> Requirement
Your task is to find every line of the data that holds the string "RegisterVolunteerRequest" and copy it.

[Collected data]

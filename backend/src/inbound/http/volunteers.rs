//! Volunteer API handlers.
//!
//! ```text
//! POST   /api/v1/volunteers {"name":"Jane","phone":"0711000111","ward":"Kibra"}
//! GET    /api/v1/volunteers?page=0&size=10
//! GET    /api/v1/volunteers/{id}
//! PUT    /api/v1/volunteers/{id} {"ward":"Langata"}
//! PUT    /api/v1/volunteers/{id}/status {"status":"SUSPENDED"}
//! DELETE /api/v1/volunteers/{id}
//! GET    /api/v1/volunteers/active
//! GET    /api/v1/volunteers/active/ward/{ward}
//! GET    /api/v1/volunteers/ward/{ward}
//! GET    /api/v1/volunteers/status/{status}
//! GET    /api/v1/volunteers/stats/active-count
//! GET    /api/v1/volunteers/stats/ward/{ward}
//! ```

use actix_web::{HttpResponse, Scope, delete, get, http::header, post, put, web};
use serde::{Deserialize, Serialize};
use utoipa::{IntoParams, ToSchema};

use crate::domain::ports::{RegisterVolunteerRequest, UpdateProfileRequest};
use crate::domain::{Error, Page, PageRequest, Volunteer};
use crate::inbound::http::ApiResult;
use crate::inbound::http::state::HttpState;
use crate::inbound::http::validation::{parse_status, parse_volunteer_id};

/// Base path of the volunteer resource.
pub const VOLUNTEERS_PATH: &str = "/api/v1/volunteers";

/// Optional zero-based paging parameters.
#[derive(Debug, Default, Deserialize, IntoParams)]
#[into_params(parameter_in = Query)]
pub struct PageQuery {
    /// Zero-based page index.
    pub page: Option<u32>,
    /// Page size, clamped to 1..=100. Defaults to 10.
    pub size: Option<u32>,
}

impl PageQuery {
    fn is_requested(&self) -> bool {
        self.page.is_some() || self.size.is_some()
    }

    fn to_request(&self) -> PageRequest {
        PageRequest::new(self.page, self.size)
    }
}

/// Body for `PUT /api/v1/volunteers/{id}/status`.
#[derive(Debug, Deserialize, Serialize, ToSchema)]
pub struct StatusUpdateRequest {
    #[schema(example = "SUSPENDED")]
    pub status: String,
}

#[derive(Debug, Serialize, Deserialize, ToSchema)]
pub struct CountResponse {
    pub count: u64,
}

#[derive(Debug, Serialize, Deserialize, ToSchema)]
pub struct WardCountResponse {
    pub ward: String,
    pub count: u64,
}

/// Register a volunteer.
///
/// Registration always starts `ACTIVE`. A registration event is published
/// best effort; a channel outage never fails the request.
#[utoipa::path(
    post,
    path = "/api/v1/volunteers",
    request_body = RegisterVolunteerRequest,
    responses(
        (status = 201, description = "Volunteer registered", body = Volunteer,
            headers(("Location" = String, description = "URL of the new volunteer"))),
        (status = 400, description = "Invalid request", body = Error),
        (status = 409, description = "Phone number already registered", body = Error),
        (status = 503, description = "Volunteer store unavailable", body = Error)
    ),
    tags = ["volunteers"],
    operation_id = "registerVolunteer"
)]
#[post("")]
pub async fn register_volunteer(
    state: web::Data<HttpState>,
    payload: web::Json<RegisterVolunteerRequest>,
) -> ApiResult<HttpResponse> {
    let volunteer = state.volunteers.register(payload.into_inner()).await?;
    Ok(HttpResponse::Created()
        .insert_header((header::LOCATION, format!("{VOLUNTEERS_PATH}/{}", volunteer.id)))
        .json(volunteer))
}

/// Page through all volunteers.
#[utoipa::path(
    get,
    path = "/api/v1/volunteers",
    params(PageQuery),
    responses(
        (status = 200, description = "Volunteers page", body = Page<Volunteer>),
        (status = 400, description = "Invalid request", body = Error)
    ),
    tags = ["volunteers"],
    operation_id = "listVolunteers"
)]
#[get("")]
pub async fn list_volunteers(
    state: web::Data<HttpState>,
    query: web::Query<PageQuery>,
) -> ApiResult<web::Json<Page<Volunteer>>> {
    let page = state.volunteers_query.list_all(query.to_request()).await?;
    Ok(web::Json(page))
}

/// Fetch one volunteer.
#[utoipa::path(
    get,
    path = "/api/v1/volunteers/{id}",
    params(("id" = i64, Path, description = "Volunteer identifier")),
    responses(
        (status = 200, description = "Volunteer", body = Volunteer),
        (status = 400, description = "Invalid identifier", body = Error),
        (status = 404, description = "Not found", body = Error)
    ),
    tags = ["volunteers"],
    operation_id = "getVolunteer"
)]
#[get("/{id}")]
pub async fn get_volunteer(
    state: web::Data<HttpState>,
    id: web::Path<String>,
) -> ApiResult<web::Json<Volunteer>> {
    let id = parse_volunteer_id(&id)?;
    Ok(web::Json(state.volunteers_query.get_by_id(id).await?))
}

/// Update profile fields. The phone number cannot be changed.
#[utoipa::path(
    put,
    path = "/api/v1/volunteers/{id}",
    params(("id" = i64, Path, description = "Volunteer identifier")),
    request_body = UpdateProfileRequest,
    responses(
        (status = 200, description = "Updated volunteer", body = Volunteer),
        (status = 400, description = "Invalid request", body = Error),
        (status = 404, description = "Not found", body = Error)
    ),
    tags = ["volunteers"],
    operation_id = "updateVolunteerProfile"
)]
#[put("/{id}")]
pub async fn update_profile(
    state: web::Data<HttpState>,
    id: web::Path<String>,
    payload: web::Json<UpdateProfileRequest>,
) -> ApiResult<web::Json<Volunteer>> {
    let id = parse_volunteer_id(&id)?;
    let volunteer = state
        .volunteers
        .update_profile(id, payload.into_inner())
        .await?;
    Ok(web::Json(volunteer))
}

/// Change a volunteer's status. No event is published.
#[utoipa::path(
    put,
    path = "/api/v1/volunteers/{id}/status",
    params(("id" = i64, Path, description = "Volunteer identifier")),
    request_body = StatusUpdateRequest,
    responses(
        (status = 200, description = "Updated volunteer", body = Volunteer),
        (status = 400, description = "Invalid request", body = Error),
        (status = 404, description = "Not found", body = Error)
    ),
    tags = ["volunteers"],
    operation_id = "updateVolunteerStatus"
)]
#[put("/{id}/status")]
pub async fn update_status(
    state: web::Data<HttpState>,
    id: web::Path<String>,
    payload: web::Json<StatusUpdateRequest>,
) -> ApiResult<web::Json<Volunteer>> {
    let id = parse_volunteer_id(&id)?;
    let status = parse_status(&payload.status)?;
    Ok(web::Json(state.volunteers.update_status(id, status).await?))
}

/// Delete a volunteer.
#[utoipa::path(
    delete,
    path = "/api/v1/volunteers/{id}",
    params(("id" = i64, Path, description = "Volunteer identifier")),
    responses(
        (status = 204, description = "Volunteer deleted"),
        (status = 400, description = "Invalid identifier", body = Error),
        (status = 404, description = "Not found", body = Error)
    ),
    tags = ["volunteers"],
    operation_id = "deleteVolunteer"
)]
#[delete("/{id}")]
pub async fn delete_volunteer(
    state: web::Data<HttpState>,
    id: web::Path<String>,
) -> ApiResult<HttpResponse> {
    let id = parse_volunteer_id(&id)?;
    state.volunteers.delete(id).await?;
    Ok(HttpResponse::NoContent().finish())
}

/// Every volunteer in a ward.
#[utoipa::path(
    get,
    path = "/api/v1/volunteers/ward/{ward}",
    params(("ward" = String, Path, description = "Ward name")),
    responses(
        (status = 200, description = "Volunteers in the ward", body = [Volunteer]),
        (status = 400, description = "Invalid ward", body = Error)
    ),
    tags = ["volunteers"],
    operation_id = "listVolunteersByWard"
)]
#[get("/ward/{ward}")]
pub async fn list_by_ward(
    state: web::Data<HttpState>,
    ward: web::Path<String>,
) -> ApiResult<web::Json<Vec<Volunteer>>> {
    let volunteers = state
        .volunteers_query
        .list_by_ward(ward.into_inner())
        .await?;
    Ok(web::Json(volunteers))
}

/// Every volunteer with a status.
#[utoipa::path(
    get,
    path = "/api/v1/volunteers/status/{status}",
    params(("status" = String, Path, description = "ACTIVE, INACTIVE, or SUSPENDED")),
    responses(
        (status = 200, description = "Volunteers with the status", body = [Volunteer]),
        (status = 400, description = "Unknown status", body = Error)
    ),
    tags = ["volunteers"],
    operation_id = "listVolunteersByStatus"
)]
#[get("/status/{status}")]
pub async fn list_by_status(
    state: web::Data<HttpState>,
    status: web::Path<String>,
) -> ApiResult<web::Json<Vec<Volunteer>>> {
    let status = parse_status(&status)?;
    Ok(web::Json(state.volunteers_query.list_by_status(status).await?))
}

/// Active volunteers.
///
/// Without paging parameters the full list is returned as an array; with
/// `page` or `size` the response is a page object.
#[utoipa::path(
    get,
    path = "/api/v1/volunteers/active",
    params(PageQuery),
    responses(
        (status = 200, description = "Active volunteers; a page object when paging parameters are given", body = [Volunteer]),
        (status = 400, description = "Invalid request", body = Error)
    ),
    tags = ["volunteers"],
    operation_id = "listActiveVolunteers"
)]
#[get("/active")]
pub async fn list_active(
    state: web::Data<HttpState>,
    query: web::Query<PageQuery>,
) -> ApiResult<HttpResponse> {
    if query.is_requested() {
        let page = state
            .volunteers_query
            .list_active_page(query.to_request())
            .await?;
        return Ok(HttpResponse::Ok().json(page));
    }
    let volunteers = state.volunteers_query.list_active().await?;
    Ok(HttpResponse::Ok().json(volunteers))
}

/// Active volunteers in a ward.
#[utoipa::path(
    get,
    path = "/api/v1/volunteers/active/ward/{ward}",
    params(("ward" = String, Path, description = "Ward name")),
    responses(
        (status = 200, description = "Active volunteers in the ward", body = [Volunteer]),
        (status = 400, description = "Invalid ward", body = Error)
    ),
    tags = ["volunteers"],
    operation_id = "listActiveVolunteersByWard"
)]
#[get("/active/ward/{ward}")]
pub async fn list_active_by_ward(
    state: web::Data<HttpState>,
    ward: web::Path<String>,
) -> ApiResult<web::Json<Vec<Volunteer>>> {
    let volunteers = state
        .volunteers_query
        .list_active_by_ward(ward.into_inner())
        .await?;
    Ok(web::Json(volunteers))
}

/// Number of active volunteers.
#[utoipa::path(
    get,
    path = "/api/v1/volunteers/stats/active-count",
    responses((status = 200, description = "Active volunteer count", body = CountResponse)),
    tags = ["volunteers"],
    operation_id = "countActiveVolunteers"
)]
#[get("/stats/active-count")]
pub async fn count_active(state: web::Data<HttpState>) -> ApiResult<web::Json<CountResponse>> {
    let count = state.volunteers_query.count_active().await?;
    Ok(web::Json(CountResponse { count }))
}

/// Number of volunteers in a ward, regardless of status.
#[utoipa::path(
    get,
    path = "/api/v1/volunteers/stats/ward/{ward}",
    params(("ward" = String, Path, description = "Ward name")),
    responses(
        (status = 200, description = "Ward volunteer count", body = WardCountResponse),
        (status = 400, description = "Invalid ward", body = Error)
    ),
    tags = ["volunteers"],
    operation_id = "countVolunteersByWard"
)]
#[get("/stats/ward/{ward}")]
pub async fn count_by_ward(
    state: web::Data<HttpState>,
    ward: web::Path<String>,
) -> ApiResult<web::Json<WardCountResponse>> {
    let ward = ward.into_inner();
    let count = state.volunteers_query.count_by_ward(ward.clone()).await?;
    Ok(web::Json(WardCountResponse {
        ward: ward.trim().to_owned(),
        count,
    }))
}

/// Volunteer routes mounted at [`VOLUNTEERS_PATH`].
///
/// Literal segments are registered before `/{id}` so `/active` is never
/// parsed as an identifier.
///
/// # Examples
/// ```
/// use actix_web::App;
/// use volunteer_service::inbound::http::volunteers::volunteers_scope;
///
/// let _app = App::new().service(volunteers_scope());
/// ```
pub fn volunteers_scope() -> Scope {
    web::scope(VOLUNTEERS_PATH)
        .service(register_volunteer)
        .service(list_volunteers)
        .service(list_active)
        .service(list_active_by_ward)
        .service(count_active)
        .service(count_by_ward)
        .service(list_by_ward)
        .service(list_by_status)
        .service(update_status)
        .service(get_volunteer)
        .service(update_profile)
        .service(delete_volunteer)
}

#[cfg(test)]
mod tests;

...

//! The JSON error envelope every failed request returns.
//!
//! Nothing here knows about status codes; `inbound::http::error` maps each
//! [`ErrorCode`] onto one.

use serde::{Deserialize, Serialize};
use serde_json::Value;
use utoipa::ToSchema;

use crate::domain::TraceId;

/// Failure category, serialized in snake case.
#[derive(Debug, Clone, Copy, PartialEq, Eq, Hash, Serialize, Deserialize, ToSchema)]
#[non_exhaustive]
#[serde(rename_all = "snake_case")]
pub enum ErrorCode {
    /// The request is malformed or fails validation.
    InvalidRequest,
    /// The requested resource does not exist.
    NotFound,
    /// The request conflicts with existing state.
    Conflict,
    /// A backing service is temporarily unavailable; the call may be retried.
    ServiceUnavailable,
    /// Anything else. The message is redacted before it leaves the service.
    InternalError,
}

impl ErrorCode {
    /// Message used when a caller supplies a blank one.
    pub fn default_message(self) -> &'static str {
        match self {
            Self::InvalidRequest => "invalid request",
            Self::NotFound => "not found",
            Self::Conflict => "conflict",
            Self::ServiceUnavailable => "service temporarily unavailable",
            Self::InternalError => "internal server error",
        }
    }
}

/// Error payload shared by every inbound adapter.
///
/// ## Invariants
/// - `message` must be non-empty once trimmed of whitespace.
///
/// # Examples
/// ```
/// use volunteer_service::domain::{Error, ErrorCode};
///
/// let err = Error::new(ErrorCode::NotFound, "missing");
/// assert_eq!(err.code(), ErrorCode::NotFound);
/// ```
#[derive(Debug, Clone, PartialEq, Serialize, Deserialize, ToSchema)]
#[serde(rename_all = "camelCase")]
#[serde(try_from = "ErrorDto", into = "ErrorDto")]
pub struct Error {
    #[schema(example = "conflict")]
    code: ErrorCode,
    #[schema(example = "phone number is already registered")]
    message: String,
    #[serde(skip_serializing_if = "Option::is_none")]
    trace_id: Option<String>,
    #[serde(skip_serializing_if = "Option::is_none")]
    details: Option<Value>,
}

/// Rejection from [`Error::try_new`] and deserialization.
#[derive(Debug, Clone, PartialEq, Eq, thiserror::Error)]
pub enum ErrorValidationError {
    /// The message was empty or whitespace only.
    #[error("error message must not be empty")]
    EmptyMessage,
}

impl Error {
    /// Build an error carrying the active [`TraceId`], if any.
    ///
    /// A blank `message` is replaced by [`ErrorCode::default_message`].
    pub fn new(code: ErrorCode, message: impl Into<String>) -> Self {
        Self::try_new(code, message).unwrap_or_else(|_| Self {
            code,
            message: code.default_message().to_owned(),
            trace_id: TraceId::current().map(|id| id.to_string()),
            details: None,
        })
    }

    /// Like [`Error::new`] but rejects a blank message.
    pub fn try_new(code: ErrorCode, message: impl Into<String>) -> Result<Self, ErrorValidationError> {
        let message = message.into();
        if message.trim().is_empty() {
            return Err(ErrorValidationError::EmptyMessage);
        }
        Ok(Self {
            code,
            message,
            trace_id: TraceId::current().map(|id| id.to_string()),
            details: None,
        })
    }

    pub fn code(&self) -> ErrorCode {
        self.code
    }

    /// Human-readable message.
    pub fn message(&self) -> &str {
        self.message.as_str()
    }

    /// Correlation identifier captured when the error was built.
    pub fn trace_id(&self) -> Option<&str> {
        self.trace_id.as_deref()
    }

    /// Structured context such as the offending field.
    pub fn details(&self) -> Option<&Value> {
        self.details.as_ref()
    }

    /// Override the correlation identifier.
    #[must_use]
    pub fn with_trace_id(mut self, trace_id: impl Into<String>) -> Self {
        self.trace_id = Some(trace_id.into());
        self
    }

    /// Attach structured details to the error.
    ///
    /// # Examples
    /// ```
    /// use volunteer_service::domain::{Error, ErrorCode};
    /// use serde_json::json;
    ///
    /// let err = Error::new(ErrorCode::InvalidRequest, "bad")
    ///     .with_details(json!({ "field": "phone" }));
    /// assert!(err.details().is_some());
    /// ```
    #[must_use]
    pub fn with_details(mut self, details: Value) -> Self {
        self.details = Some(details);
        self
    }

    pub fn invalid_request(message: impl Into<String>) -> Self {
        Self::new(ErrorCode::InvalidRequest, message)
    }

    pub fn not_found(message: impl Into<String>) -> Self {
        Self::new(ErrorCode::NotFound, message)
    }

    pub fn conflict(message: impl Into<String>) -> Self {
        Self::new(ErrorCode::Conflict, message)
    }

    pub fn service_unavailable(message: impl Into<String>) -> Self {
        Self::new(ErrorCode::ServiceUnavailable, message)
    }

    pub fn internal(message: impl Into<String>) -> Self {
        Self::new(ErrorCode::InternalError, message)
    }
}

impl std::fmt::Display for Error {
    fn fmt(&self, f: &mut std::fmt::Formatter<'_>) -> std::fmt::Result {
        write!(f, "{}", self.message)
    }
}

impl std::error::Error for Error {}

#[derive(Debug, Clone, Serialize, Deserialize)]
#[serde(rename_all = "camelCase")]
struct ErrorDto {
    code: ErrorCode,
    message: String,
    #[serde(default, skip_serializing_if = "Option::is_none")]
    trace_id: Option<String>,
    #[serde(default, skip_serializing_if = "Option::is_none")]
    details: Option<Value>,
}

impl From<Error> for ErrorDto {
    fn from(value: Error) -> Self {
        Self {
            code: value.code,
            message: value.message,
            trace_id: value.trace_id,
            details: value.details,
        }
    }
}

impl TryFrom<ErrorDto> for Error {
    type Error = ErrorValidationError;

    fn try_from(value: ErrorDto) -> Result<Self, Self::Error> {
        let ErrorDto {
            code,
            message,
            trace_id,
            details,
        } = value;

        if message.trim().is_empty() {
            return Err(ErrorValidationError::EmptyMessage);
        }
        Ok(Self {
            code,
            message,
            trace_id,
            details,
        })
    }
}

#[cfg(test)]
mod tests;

==

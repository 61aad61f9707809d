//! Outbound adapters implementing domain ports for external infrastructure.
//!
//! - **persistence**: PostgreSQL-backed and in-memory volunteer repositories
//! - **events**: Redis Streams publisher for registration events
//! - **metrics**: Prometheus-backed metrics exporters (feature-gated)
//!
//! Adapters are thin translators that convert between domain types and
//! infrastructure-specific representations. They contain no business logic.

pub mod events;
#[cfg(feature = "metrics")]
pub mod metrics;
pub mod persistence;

> Task solution
use crate::domain::ports::{RegisterVolunteerRequest, UpdateProfileRequest};
    request_body = RegisterVolunteerRequest,
    payload: web::Json<RegisterVolunteerRequest>,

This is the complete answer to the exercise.